No he escrito ni una sola línea, hasta hoy, sobre el terrible accidente del Alvia en la silenciosa anochecida de Angrois, tan magistralmente descrita por Alvite. La profundidad de dolor de estas tragedias, el horror que me producen, es una daga que hiere el corazón de la persona mucho más hondamente que la capacidad de análisis del periodista que, imagino, aun llevo dentro. No sé escribir sobre estas cosas. Alguna vez he dicho que a lo largo de mi vida profesional lo más peligroso que he hecho ha sido cubrir la rueda de prensa tras un consejo de ministros. Por eso admiro a tantos compañeros, por eso he preguntado miles de veces a mi amigo Manu Leguineche qué le impulsaba a escribir su crónica matinal de la guerra de turno en hoteles que al atardecer eran pasto de las llamas bombardeados por unos y por otros.
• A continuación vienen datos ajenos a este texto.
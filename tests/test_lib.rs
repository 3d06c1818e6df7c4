use stackplan::{
    replay, Action, BestFirstSearch, Domain, Goal, PlanError, Planner, SearchLimits, WorldState,
};
use std::collections::{HashMap, HashSet};
use std::sync::Arc;

fn map(pairs: &[(&str, &str)]) -> HashMap<String, String> {
    pairs
        .iter()
        .map(|(k, v)| (k.to_string(), v.to_string()))
        .collect()
}

/// Three floors in a row, where `A` fits on anything, `B` on `C` or a floor,
/// and `C` only on a floor.
fn three_floor_domain() -> Arc<Domain> {
    Arc::new(
        Domain::builder()
            .objects(["A", "B", "C"])
            .locations(["L1", "L2", "L3"])
            .connect("L1", "L2")
            .connect("L2", "L3")
            .allow("A", ["B", "C", "L1", "L2", "L3"])
            .allow("B", ["C", "L1", "L2", "L3"])
            .allow("C", ["L1", "L2", "L3"])
            .build()
            .unwrap(),
    )
}

/// Tower `A` on `B` on `C` standing on `L1`.
fn tower_on_first_floor(goal: Goal) -> WorldState {
    let clear: HashMap<String, bool> = [
        ("A", true),
        ("B", false),
        ("C", false),
        ("L1", false),
        ("L2", true),
        ("L3", true),
    ]
    .iter()
    .map(|(k, v)| (k.to_string(), *v))
    .collect();
    WorldState::new(
        map(&[("A", "B"), ("B", "C"), ("C", "L1")]),
        clear,
        three_floor_domain(),
        goal,
    )
    .unwrap()
}

fn move_tower_goal() -> Goal {
    map(&[("A", "B"), ("B", "C"), ("C", "L3")])
}

/// Does any sequence of at most `depth` legal actions reach the goal?
fn reachable_within(state: &WorldState, depth: usize) -> bool {
    if state.is_goal() {
        return true;
    }
    if depth == 0 {
        return false;
    }
    state
        .successors()
        .unwrap()
        .iter()
        .any(|(_, next)| reachable_within(next, depth - 1))
}

#[test]
fn test_move_tower_across_floors() {
    let initial = tower_on_first_floor(move_tower_goal());

    let bfs = Planner::breadth_first().plan(&initial).unwrap();
    let plan = bfs.plan.expect("tower can be moved");
    assert_eq!(plan.len(), 26);
    assert_eq!(bfs.states_expanded, 26);
    assert_eq!(plan[0], Action::new("A", "B", "L2"));
    assert_eq!(plan.last(), Some(&Action::new("A", "L2", "B")));
    assert!(plan.contains(&Action::new("C", "L1", "L2")));
    assert!(plan.contains(&Action::new("C", "L2", "L3")));

    let end = replay(&initial, &plan).unwrap();
    assert!(end.is_goal());
    assert_eq!(end.support_of("C"), Some("L3"));
}

#[test]
fn test_best_first_plan_is_valid() {
    let initial = tower_on_first_floor(move_tower_goal());
    let shortest = Planner::breadth_first()
        .plan(&initial)
        .unwrap()
        .plan
        .unwrap();

    let outcome = Planner::best_first().plan(&initial).unwrap();
    assert!(outcome.states_expanded >= 1);
    let plan = outcome.plan.expect("best-first also finds a plan");
    assert!(plan.len() >= shortest.len());
    assert!(replay(&initial, &plan).unwrap().is_goal());
}

#[test]
fn test_planning_is_deterministic() {
    let initial = tower_on_first_floor(move_tower_goal());
    for planner in [Planner::breadth_first(), Planner::best_first()] {
        let first = planner.plan(&initial).unwrap();
        for _ in 0..3 {
            assert_eq!(planner.plan(&initial).unwrap(), first);
        }
        let fresh = tower_on_first_floor(move_tower_goal());
        assert_eq!(planner.plan(&fresh).unwrap(), first);
    }
}

#[test]
fn test_breadth_first_is_shortest() {
    let base = tower_on_first_floor(Goal::new());
    for goal in [
        map(&[("A", "L3")]),
        map(&[("A", "L2"), ("B", "L3")]),
        map(&[("C", "L2")]),
    ] {
        let initial = base.with_goal(goal).unwrap();
        let plan = Planner::breadth_first()
            .plan(&initial)
            .unwrap()
            .plan
            .unwrap();
        assert!(reachable_within(&initial, plan.len()));
        assert!(!reachable_within(&initial, plan.len() - 1));
    }
}

#[test]
fn test_unreachable_goal_reports_no_plan() {
    // C may only ever rest on a floor
    let initial = tower_on_first_floor(map(&[("C", "B")]));

    let bfs = Planner::breadth_first().plan(&initial).unwrap();
    assert!(bfs.plan.is_none());
    assert_eq!(bfs.states_expanded, 27);

    let best = Planner::best_first().plan(&initial).unwrap();
    assert!(!best.is_found());
    assert_eq!(best.states_expanded, 27);
}

#[test]
fn test_reachable_state_graph() {
    let initial = tower_on_first_floor(Goal::new());
    let mut seen = HashSet::from([initial.clone()]);
    let mut stack = vec![initial];
    while let Some(state) = stack.pop() {
        for (_, next) in state.successors().unwrap() {
            if seen.insert(next.clone()) {
                stack.push(next);
            }
        }
    }
    assert_eq!(seen.len(), 27);
}

#[test]
fn test_one_way_adjacency() {
    let domain = Arc::new(
        Domain::builder()
            .object("A")
            .locations(["L1", "L2"])
            .adjacent("L1", "L2")
            .allow("A", ["L1", "L2"])
            .build()
            .unwrap(),
    );

    let forward = WorldState::from_support(
        map(&[("A", "L1")]),
        Arc::clone(&domain),
        map(&[("A", "L2")]),
    )
    .unwrap();
    let outcome = Planner::breadth_first().plan(&forward).unwrap();
    assert_eq!(outcome.plan, Some(vec![Action::new("A", "L1", "L2")]));

    let backward =
        WorldState::from_support(map(&[("A", "L2")]), domain, map(&[("A", "L1")])).unwrap();
    let outcome = Planner::breadth_first().plan(&backward).unwrap();
    assert_eq!(outcome.plan, None);
    assert_eq!(outcome.states_expanded, 1);
}

#[test]
fn test_expansion_limit_is_an_error() {
    let initial = tower_on_first_floor(move_tower_goal());
    let search = BestFirstSearch::default()
        .with_limits(SearchLimits::default().with_max_expansions(5));
    let result = Planner::with_search_algorithm(Box::new(search)).plan(&initial);
    assert_eq!(result, Err(PlanError::ExpansionLimit(5)));
}

#[test]
fn test_concurrent_planning_shares_domain() {
    let initial = tower_on_first_floor(move_tower_goal());
    let expected = Planner::breadth_first().plan(&initial).unwrap();

    std::thread::scope(|scope| {
        let handles: Vec<_> = (0..4)
            .map(|_| scope.spawn(|| Planner::breadth_first().plan(&initial).unwrap()))
            .collect();
        for handle in handles {
            assert_eq!(handle.join().unwrap(), expected);
        }
    });
}

#[test]
fn test_malformed_domain_rejected_at_construction() {
    let result = Domain::builder()
        .objects(["A"])
        .locations(["L1"])
        .allow("A", ["Shelf"])
        .build();
    assert!(matches!(result, Err(PlanError::MalformedDomain(_))));
}

#[test]
fn test_invalid_state_rejected_at_construction() {
    let result = WorldState::from_support(
        map(&[("A", "B"), ("B", "A"), ("C", "L1")]),
        three_floor_domain(),
        Goal::new(),
    );
    assert!(matches!(result, Err(PlanError::InvalidState(_))));
}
He visto las fotos de Gervasio Sánchez, he llorado la desaparición de muchos compañeros y al final sólo encontré una respuesta válida: «Murió dando testimonio de la verdad; fue allí para que nunca nadie pudiera decir que ‘yo no sabía nada'». Y es cierto, no hay disculpas en este mundo urgente y ninguna guerra, ningún desastre nunca podrá ya sernos ajeno.
El error está ahí, acompañándonos siempre
Pero aquí no hubo guerra ni atentados, aquí un tren se desbocó cuando anochecía haciendo añicos la paz de lo que hubiera tenido que ser un festivo 25 de Julio. Y una aldea entera se echó a las vías tras el estruendo maldito. Me han puesto mil veces las imágenes en todas las cadenas, unas imágenes que en ocasiones -en demasiadas ocasiones- eran absolutamente prescindibles. Luego llegaron los reproches, la búsqueda de responsables, la presión por unas informaciones que no pueden darse con prisas, el ranking de los medios que lo hicieron bien y los que lo hicieron mal como si esa carera absurda realmente fuera trascendente frente a tremenda realidad del dolor de todos, y al final la crítica -creo que injusta- de la falta de coordinación para hacer frente a la tragedia. Imagino que esto debe ser así y quiero pensar que los que acusan o denuncian lo hacen desde la buena voluntad y no por razones que no me atrevería a calificar.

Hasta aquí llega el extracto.